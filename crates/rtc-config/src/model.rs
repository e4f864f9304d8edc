//! Domain types shared by the engine, the store adapters and callers.

use std::fmt::{self, Display, Formatter};

use chrono::{DateTime, Utc};
use rtc_client::Value;
use serde::{Deserialize, Serialize};

use crate::defaults::{DEFAULT_AUDIT_LIMIT, DEFAULT_PAGE_SIZE};

/// Declared type of a config value.
#[derive(Debug, Clone, Copy, PartialEq, Eq, Hash, Serialize, Deserialize)]
#[serde(rename_all = "lowercase")]
pub enum ValueType {
    /// Arbitrary text.
    String,
    /// Boolean literal.
    Bool,
    /// Signed integer.
    Int,
    /// Signed 64-bit integer.
    Int64,
    /// Unsigned integer.
    Uint,
    /// Unsigned 64-bit integer.
    Uint64,
    /// Floating point number.
    Float,
    /// 64-bit floating point number.
    Float64,
    /// Unrecognised label; never validates.
    #[serde(other)]
    Unknown,
}

impl ValueType {
    /// Every recognised type.
    pub const ALL: [Self; 9] = [
        Self::String,
        Self::Bool,
        Self::Int,
        Self::Int64,
        Self::Uint,
        Self::Uint64,
        Self::Float,
        Self::Float64,
        Self::Unknown,
    ];

    /// Stored label.
    #[must_use]
    pub const fn as_str(self) -> &'static str {
        match self {
            Self::String => "string",
            Self::Bool => "bool",
            Self::Int => "int",
            Self::Int64 => "int64",
            Self::Uint => "uint",
            Self::Uint64 => "uint64",
            Self::Float => "float",
            Self::Float64 => "float64",
            Self::Unknown => "unknown",
        }
    }

    /// Parse a stored label; unrecognised labels map to [`ValueType::Unknown`].
    #[must_use]
    pub fn from_label(label: &str) -> Self {
        Self::ALL
            .into_iter()
            .find(|candidate| candidate.as_str() == label)
            .unwrap_or(Self::Unknown)
    }
}

impl Display for ValueType {
    fn fmt(&self, f: &mut Formatter<'_>) -> fmt::Result {
        f.write_str(self.as_str())
    }
}

/// Presentation hints for a config.
#[derive(Debug, Clone, Default, PartialEq, Eq, Serialize, Deserialize)]
pub struct ConfigView {
    /// Allowed values offered by editors; empty for free input.
    pub enum_values: Vec<String>,
}

/// Descriptive metadata stored with every config row.
#[derive(Debug, Clone, Default, PartialEq, Eq, Serialize, Deserialize)]
pub struct ConfigMetadata {
    /// Grouping label.
    pub group: String,
    /// Free-form usage notes.
    pub usage: String,
    /// Whether consumers may set the value through `set_config_values`.
    pub writable: bool,
    /// Presentation hints.
    pub view: ConfigView,
}

/// Project → environment → release coordinates.
#[derive(Debug, Clone, PartialEq, Eq, Hash)]
pub struct Scope {
    /// Project name.
    pub project: String,
    /// Environment name.
    pub environment: String,
    /// Release name.
    pub release: String,
}

impl Scope {
    /// Build a scope from borrowed names.
    #[must_use]
    pub fn new(project: &str, environment: &str, release: &str) -> Self {
        Self {
            project: project.to_string(),
            environment: environment.to_string(),
            release: release.to_string(),
        }
    }
}

/// Root of the hierarchy.
#[derive(Debug, Clone, PartialEq, Eq)]
pub struct Project {
    /// Store identifier.
    pub id: i64,
    /// Unique name.
    pub name: String,
    /// Description.
    pub description: String,
    /// Creation time.
    pub created_at: DateTime<Utc>,
}

/// Environment within a project.
#[derive(Debug, Clone, PartialEq, Eq)]
pub struct Environment {
    /// Store identifier.
    pub id: i64,
    /// Owning project.
    pub project_id: i64,
    /// Name, unique per project.
    pub name: String,
}

/// Release within an environment.
#[derive(Debug, Clone, PartialEq, Eq)]
pub struct Release {
    /// Store identifier.
    pub id: i64,
    /// Owning environment.
    pub environment_id: i64,
    /// Name, unique per environment.
    pub name: String,
    /// Creation time.
    pub created_at: DateTime<Utc>,
}

/// Persisted config row; the live value lives in the values store.
#[derive(Debug, Clone, PartialEq, Eq)]
pub struct Config {
    /// Store identifier.
    pub id: i64,
    /// Owning release.
    pub release_id: i64,
    /// Key, unique per release.
    pub key: String,
    /// Declared type.
    pub value_type: ValueType,
    /// Descriptive metadata.
    pub metadata: ConfigMetadata,
    /// Creation time.
    pub created_at: DateTime<Utc>,
    /// Time of the last value change.
    pub updated_at: Option<DateTime<Utc>>,
}

/// A config joined with its current value.
#[derive(Debug, Clone, PartialEq, Eq)]
pub struct ConfigValue {
    /// Metadata row.
    pub config: Config,
    /// Current value.
    pub value: Value,
}

/// Desired config for an upsert; `value` seeds keys that have no value yet.
#[derive(Debug, Clone, PartialEq, Eq)]
pub struct NewConfig {
    /// Key.
    pub key: String,
    /// Declared type.
    pub value_type: ValueType,
    /// Descriptive metadata.
    pub metadata: ConfigMetadata,
    /// Initial value literal.
    pub value: Value,
}

/// Paging and search parameters for project listings.
#[derive(Debug, Clone, PartialEq, Eq)]
pub struct ProjectFilter {
    /// Substring matched against project names.
    pub query: Option<String>,
    /// Page size.
    pub limit: u32,
    /// Rows to skip.
    pub offset: u32,
}

impl Default for ProjectFilter {
    fn default() -> Self {
        Self {
            query: None,
            limit: DEFAULT_PAGE_SIZE,
            offset: 0,
        }
    }
}

/// One page of projects.
#[derive(Debug, Clone, Default, PartialEq, Eq)]
pub struct ProjectPage {
    /// Projects on this page, newest first.
    pub projects: Vec<Project>,
    /// Total matches across all pages.
    pub total: u64,
}

/// Mutations recorded in the audit log.
#[derive(Debug, Clone, Copy, PartialEq, Eq, Hash, Serialize, Deserialize)]
#[serde(rename_all = "snake_case")]
pub enum AuditAction {
    /// Consumer-facing value update.
    ConfigUpdated,
    /// Privileged reconciliation of a scope's config set.
    ConfigsUpserted,
    /// Project creation.
    ProjectCreated,
    /// Project description change.
    ProjectUpdated,
    /// Project removal.
    ProjectDeleted,
    /// Release removal.
    ReleaseDeleted,
}

impl AuditAction {
    /// Every action the engine emits.
    pub const ALL: [Self; 6] = [
        Self::ConfigUpdated,
        Self::ConfigsUpserted,
        Self::ProjectCreated,
        Self::ProjectUpdated,
        Self::ProjectDeleted,
        Self::ReleaseDeleted,
    ];

    /// Stored label.
    #[must_use]
    pub const fn as_str(self) -> &'static str {
        match self {
            Self::ConfigUpdated => "config_updated",
            Self::ConfigsUpserted => "configs_upserted",
            Self::ProjectCreated => "project_created",
            Self::ProjectUpdated => "project_updated",
            Self::ProjectDeleted => "project_deleted",
            Self::ReleaseDeleted => "release_deleted",
        }
    }
}

impl Display for AuditAction {
    fn fmt(&self, f: &mut Formatter<'_>) -> fmt::Result {
        f.write_str(self.as_str())
    }
}

/// Appended audit row.
#[derive(Debug, Clone, PartialEq)]
pub struct Audit {
    /// Store identifier.
    pub id: i64,
    /// Action label.
    pub action: String,
    /// Actor that performed the mutation.
    pub actor: String,
    /// Versioned JSON payload.
    pub payload: serde_json::Value,
    /// Append time.
    pub ts: DateTime<Utc>,
}

/// Audit search filters; every field narrows the result.
#[derive(Debug, Clone, PartialEq, Eq)]
pub struct AuditFilter {
    /// Restrict to one action.
    pub action: Option<AuditAction>,
    /// Restrict to one actor.
    pub actor: Option<String>,
    /// Inclusive lower time bound.
    pub from: Option<DateTime<Utc>>,
    /// Inclusive upper time bound.
    pub to: Option<DateTime<Utc>>,
    /// Maximum rows returned.
    pub limit: u32,
}

impl Default for AuditFilter {
    fn default() -> Self {
        Self {
            action: None,
            actor: None,
            from: None,
            to: None,
            limit: DEFAULT_AUDIT_LIMIT,
        }
    }
}

impl AuditFilter {
    /// Whether `audit` satisfies every filter except the limit.
    #[must_use]
    pub fn matches(&self, audit: &Audit) -> bool {
        self.action
            .is_none_or(|action| action.as_str() == audit.action)
            && self.actor.as_deref().is_none_or(|actor| actor == audit.actor)
            && self.from.is_none_or(|from| audit.ts >= from)
            && self.to.is_none_or(|to| audit.ts <= to)
    }
}

#[cfg(test)]
mod tests {
    use super::*;

    #[test]
    fn value_type_labels_round_trip() {
        for value_type in ValueType::ALL {
            assert_eq!(ValueType::from_label(value_type.as_str()), value_type);
        }
        assert_eq!(ValueType::from_label("decimal"), ValueType::Unknown);
        let parsed: ValueType = serde_json::from_str("\"uint64\"").unwrap();
        assert_eq!(parsed, ValueType::Uint64);
        let other: ValueType = serde_json::from_str("\"map\"").unwrap();
        assert_eq!(other, ValueType::Unknown);
    }

    #[test]
    fn audit_filter_matches_on_every_field() {
        let audit = Audit {
            id: 1,
            action: "config_updated".into(),
            actor: "alice".into(),
            payload: serde_json::json!({}),
            ts: Utc::now(),
        };
        assert!(AuditFilter::default().matches(&audit));
        assert!(
            AuditFilter {
                action: Some(AuditAction::ConfigUpdated),
                actor: Some("alice".into()),
                ..AuditFilter::default()
            }
            .matches(&audit)
        );
        assert!(
            !AuditFilter {
                action: Some(AuditAction::ProjectDeleted),
                ..AuditFilter::default()
            }
            .matches(&audit)
        );
        assert!(
            !AuditFilter {
                from: Some(audit.ts + chrono::Duration::seconds(1)),
                ..AuditFilter::default()
            }
            .matches(&audit)
        );
    }
}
-.-.-
Find the word "ProjectCreated" in the listing and copy each line that contains it.

### Task output
    ProjectCreated,
        Self::ProjectCreated,
            Self::ProjectCreated => "project_created",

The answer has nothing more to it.